The earliest works of this period, such as the Ezzolied and Annolied, were still the product of clerical authors with a biblical subject, but now directed towards a lay audience at the noble courts, rather than the clerical audience of the Old High German compositions.

By the middle of the 12th century, though, more secular works such as the Kaiserchronik ("The Imperial Chronicle") and the Alexanderlied introduced more worldly subject matter, though still within the religious world-view. In the same period, the love lyrics of the Danubian poets mark the start of the Minnesang tradition.

Under Frederick Barbarossa (ruled 1155–1190), political stability and increasing wealth encouraged the nobility to "assert its identity in activities that enhanced its visibility and prestige", among which were the patronage of vernacular literature, sponsoring new compositions, and the performance and copying of existing works. This new, largely secular literature introduced "new ways of thinking, feeling, imagining", seen in the courtly concerns with romantic love, the challenges and obligations of knighthood, and a striving for personal honour. Religious concerns were not lost, but the issue was now how to reconcile worldly and divine obligations.

From around 1170 Old French romances and the songs of the Provençal troubadours and French trouvères inspired MHG adaptations, which even from the start showed great independence from their sources. The following decades were a "golden age" (German Blütezeit), a sixty-year period which saw the creation of works recognized by both contemporaries and later generations as classics: the courtly romances of Hartmann von Aue, Gottfried von Strassburg and Wolfram von Eschenbach, and the songs of the Minnesänger, most notable among them Walther von der Vogelweide.

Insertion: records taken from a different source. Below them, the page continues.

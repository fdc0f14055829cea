//! A small state graph: nodes plus a linear edge chain.
//!
//! Build with [`StateGraph::add_node`] and [`StateGraph::add_edge`], then
//! [`StateGraph::compile`] and [`CompiledStateGraph::invoke`]. Each node
//! returns a [`Next`] that continues the chain, jumps to a node, or ends.

mod compiled;
mod error;
mod node;
mod state_graph;

pub use compiled::CompiledStateGraph;
pub use error::GraphError;
pub use node::{Next, Node};
pub use state_graph::StateGraph;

Also among these classics is the heroic epic the Nibelungenlied, which drew for form and subject matter on Germanic oral tradition rather than Romance models. Other types of narrative with connections to oral tradition in the broader MHG period are the earlier Spielmannsepen ("minstrel epics") and the later epics surrounding the legendary figure of Dietrich von Bern.

In the later MHG period from about 1230 (sometimes termed "post-Classical"), poets built on the achievements of the Blütezeit and expanded the scope of German literature in form and subject matter. New genres included a new style of short tale (German Märe). Neidhart broadened the scope of the love-lyric with peasant characters and a satirical tone, while political uncertainty prompted a rise in didactic and political songs from the Spruchdichter in the footsteps of Walther. With the writings of the mystics, which for the first time included a number of female writers, this period also saw the first developments in literary prose.

By the mid-14th century, however, with courtly culture in decline, the genres which had dominated MHG literature ceased to attract writers, and a new literature, centred on the towns and their urban patriciate, started to develop. Even in the following period, however, the old stories were copied and adapted for new audiences, with the result that many MHG works survive in the 15th century and even later copies, while the Meistersinger continued to develop the work of the Sangspruchdichter and were still using melodies of Walther's for new songs.

==Poets==
There is little biographical evidence about the MHG poets.
The epic poets generally name themselves in their works, and the Minnesänger are identified in the manuscript collections, but works based on oral tradition are typically anonymous.

"To the singer Walther von der Vogelweide 5 solidi for a fur coat" (from an itinerary account of the bishop of Passau).

For the higher status Minnesänger there is often documentary evidence, such as the account of the death of Friedrich von Hausen on the Third Crusade, mourned by the whole army. However, even a poet as famous as Walther von der Vogelweide is mentioned in only a single official document, and we know little about the narrative poets apart from what they say about themselves in their works and remarks by later writers.

Given the time it would take to write such works, the epic poets would necessarily have been dependent on long-term patronage, and the many incomplete works may indicate a loss of patronage. Some Minnesänger were of high noble rank (including the Holy Roman Emperor, Henry VI) requiring no patronage. For them song would have been an occasional pastime, to enhance their prestige, and their œuvre is correspondingly small. The large number of songs and the increasing artistry from Minnesänger such as Reinmar, Walther and Neidhart, on the other hand, suggest professional court musicians from the ranks of the unfree nobles (ministeriales). Much lower on the social scale were the Spruchdichter with their didactic and political songs — wandering minstrels who had limited legal rights.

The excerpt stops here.